The continuing degradation of the environment increases the risks to the health and well-being of populations everywhere. Pollution reaches drinking water sources, foods and air in both developed and developing countries. In the former, mainly rural areas are affected; in the latter, cities, towns and villages are exposed, in addition to the rural areas. As well as human wastes, livestock wastes add to the production of contaminants. Convection by water is augmented by soil-borne, air-borne and directly contacted bacteria, fungi, parasites and viruses. Food may be contaminated as well. Inadequate sanitary and hydraulic engineering remains the greatest threat to preserving large numbers of the world's population from communicable diseases.
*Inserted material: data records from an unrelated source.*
//! Connection to a FileVault daemon.

use std::sync::Arc;
use std::time::Duration;

use protocol::{
    Credentials, Framer, Message, MessageType, ProgressObserver, RenameRequest, UploadRequest,
    DEFAULT_MAX_PAYLOAD_SIZE,
};
use tokio::net::{TcpStream, ToSocketAddrs};
use tracing::debug;

use crate::error::{ClientError, Result};

/// Default timeout for establishing a connection.
pub const DEFAULT_CONNECT_TIMEOUT: Duration = Duration::from_secs(30);

/// Client settings.
#[derive(Debug, Clone)]
pub struct ClientConfig {
    /// Connection timeout.
    pub connect_timeout: Duration,
    /// Time allowed for one request and its response. `None` waits forever,
    /// which suits large transfers.
    pub request_timeout: Option<Duration>,
    /// Largest payload accepted from or sent to the server.
    pub max_payload_size: u64,
}

impl Default for ClientConfig {
    fn default() -> Self {
        Self {
            connect_timeout: DEFAULT_CONNECT_TIMEOUT,
            request_timeout: None,
            max_payload_size: DEFAULT_MAX_PAYLOAD_SIZE,
        }
    }
}

impl ClientConfig {
    /// Sets the connection timeout.
    pub fn connect_timeout(mut self, timeout: Duration) -> Self {
        self.connect_timeout = timeout;
        self
    }

    /// Sets the per-request timeout.
    pub fn request_timeout(mut self, timeout: Duration) -> Self {
        self.request_timeout = Some(timeout);
        self
    }
}

/// A connection to a FileVault daemon.
///
/// Requests are strictly sequential: each method sends one request and
/// waits for its response.
pub struct Client {
    framer: Framer<TcpStream>,
    request_timeout: Option<Duration>,
}

impl Client {
    /// Connect with the default configuration.
    pub async fn connect<A: ToSocketAddrs + std::fmt::Display>(addr: A) -> Result<Self> {
        Self::connect_with_config(addr, ClientConfig::default()).await
    }

    /// Connect with an explicit configuration.
    pub async fn connect_with_config<A: ToSocketAddrs + std::fmt::Display>(
        addr: A,
        config: ClientConfig,
    ) -> Result<Self> {
        let target = addr.to_string();
        let stream = match tokio::time::timeout(config.connect_timeout, TcpStream::connect(addr))
            .await
        {
            Ok(Ok(stream)) => stream,
            Ok(Err(source)) => {
                return Err(ClientError::Connect {
                    addr: target,
                    source,
                })
            }
            Err(_) => return Err(ClientError::ConnectTimeout(target)),
        };
        let _ = stream.set_nodelay(true);
        debug!(addr = %target, "Connected");

        Ok(Self {
            framer: Framer::new(stream).with_max_payload_size(config.max_payload_size),
            request_timeout: config.request_timeout,
        })
    }

    /// Report transfer progress to `observer`.
    pub fn with_observer(mut self, observer: Arc<dyn ProgressObserver>) -> Self {
        self.framer = self.framer.with_observer(observer);
        self
    }

    /// Send one request and return the server's response as is.
    pub async fn request(&mut self, message: &Message) -> Result<Message> {
        match self.request_timeout {
            Some(limit) => tokio::time::timeout(limit, self.exchange(message))
                .await
                .map_err(|_| ClientError::RequestTimeout)?,
            None => self.exchange(message).await,
        }
    }

    async fn exchange(&mut self, message: &Message) -> Result<Message> {
        self.framer.send(message).await?;
        self.framer
            .receive()
            .await?
            .ok_or(ClientError::Disconnected)
    }

    /// Send a request and return the payload of an `OK` response.
    async fn call(&mut self, message_type: MessageType, payload: Vec<u8>) -> Result<Vec<u8>> {
        let response = self.request(&Message::new(message_type, payload)).await?;
        match response.message_type {
            MessageType::Ok => Ok(response.into_payload()),
            MessageType::Error => Err(ClientError::Failed(response.payload_text())),
            MessageType::AccessDenied => Err(ClientError::Denied(response.payload_text())),
            other => Err(ClientError::UnexpectedResponse(other)),
        }
    }

    pub async fn login(&mut self, username: &str, password: &str) -> Result<()> {
        let payload = Credentials::new(username, password).encode()?;
        self.call(MessageType::Login, payload).await?;
        Ok(())
    }

    pub async fn logout(&mut self) -> Result<()> {
        self.call(MessageType::Logout, Vec::new()).await?;
        Ok(())
    }

    /// Fetch the contents of a remote file.
    pub async fn download(&mut self, path: &str) -> Result<Vec<u8>> {
        protocol::validate_path(path)?;
        self.call(MessageType::DownloadFile, path.as_bytes().to_vec())
            .await
    }

    /// Create or replace a remote file.
    pub async fn upload(&mut self, path: &str, data: impl Into<Vec<u8>>) -> Result<()> {
        let payload = UploadRequest::new(path, data).encode()?;
        self.call(MessageType::UploadFile, payload).await?;
        Ok(())
    }

    pub async fn delete(&mut self, path: &str) -> Result<()> {
        protocol::validate_path(path)?;
        self.call(MessageType::DeleteFile, path.as_bytes().to_vec())
            .await?;
        Ok(())
    }

    pub async fn rename(&mut self, from: &str, to: &str) -> Result<()> {
        let payload = RenameRequest::new(from, to).encode()?;
        self.call(MessageType::RenameFile, payload).await?;
        Ok(())
    }

    /// Close the connection.
    pub async fn close(mut self) -> Result<()> {
        self.framer.shutdown().await?;
        Ok(())
    }
}
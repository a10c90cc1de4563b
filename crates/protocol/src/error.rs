//! Error types for the protocol crate.

use std::time::Duration;

use thiserror::Error;

/// Protocol error type covering every way a frame can fail to move.
///
/// Variants fall into two groups. Protocol violations (the peer sent
/// something that is not a well-formed frame) and transport failures (the
/// byte stream itself broke). Both are fatal to the connection that produced
/// them; see [`ProtocolError::is_protocol_violation`].
#[derive(Debug, Error)]
pub enum ProtocolError {
    // Framing errors
    /// The frame header could not be parsed or exceeded the size bound.
    #[error("malformed header: {0}")]
    MalformedHeader(String),

    /// The header named a message type ordinal that does not exist.
    #[error("unknown message type: {0}")]
    UnknownMessageType(u32),

    /// The stream ended before the declared payload length arrived.
    #[error("incomplete message: expected {expected} payload bytes, received {received}")]
    IncompleteMessage {
        /// Declared payload length.
        expected: u64,
        /// Payload bytes actually received.
        received: u64,
    },

    /// A payload could not be split or decoded per its sub-format.
    #[error("bad encoding: {0}")]
    BadEncoding(String),

    /// A payload is larger than the configured limit.
    #[error("payload too large: {size} bytes exceeds maximum of {max} bytes")]
    PayloadTooLarge {
        /// Declared or actual payload size.
        size: u64,
        /// Maximum allowed size.
        max: u64,
    },

    // Serialization errors
    /// Failed to serialize data.
    #[error("serialization failed: {0}")]
    Serialization(String),

    // Connection errors
    /// Connection was closed or reset by the peer.
    #[error("connection closed: {0}")]
    ConnectionClosed(String),

    /// Operation timed out.
    #[error("operation timed out: {0}")]
    Timeout(String),

    /// No frame started within the idle limit.
    #[error("no request within {0:?}")]
    Idle(Duration),

    /// Any other transport failure.
    #[error("transport error: {0}")]
    Transport(String),
}

impl ProtocolError {
    /// Returns true if the peer violated the wire protocol.
    ///
    /// The connection loop answers these with a best-effort `ERROR` frame
    /// before closing; transport failures are closed silently.
    pub fn is_protocol_violation(&self) -> bool {
        matches!(
            self,
            ProtocolError::MalformedHeader(_)
                | ProtocolError::UnknownMessageType(_)
                | ProtocolError::IncompleteMessage { .. }
                | ProtocolError::BadEncoding(_)
                | ProtocolError::PayloadTooLarge { .. }
        )
    }

    /// Returns true if the underlying byte stream failed.
    pub fn is_transport(&self) -> bool {
        matches!(
            self,
            ProtocolError::ConnectionClosed(_)
                | ProtocolError::Timeout(_)
                | ProtocolError::Transport(_)
        )
    }
}

/// Result type alias for protocol operations.
pub type Result<T> = std::result::Result<T, ProtocolError>;

impl From<serde_json::Error> for ProtocolError {
    fn from(err: serde_json::Error) -> Self {
        if err.is_data() || err.is_eof() || err.is_syntax() {
            ProtocolError::BadEncoding(err.to_string())
        } else {
            ProtocolError::Serialization(err.to_string())
        }
    }
}

impl From<std::io::Error> for ProtocolError {
    fn from(err: std::io::Error) -> Self {
        use std::io::ErrorKind;
        match err.kind() {
            ErrorKind::TimedOut => ProtocolError::Timeout(err.to_string()),
            ErrorKind::ConnectionReset
            | ErrorKind::ConnectionAborted
            | ErrorKind::BrokenPipe
            | ErrorKind::UnexpectedEof => ProtocolError::ConnectionClosed(err.to_string()),
            _ => ProtocolError::Transport(err.to_string()),
        }
    }
}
According to a 1998 study of population trends, climate change, increasing pollution and emerging diseases, an estimated 40 percent of deaths around the world can now be attributed to various environmental factors, especially organic and chemical pollutants. More broadly, at least 500 million people each year are affected by unhealthy environments as a result of pollution; many of these are infants and children.
In three regions of the Asia-Pacific zone there is remarkably high incidence of amyotrophic lateral sclerosis, parkinsonism, and progressive pre-senile dementia. Studies have singled out heavy use of the neurotoxic seed of cycad plants for food and/or medicine as a likely key etiological factor.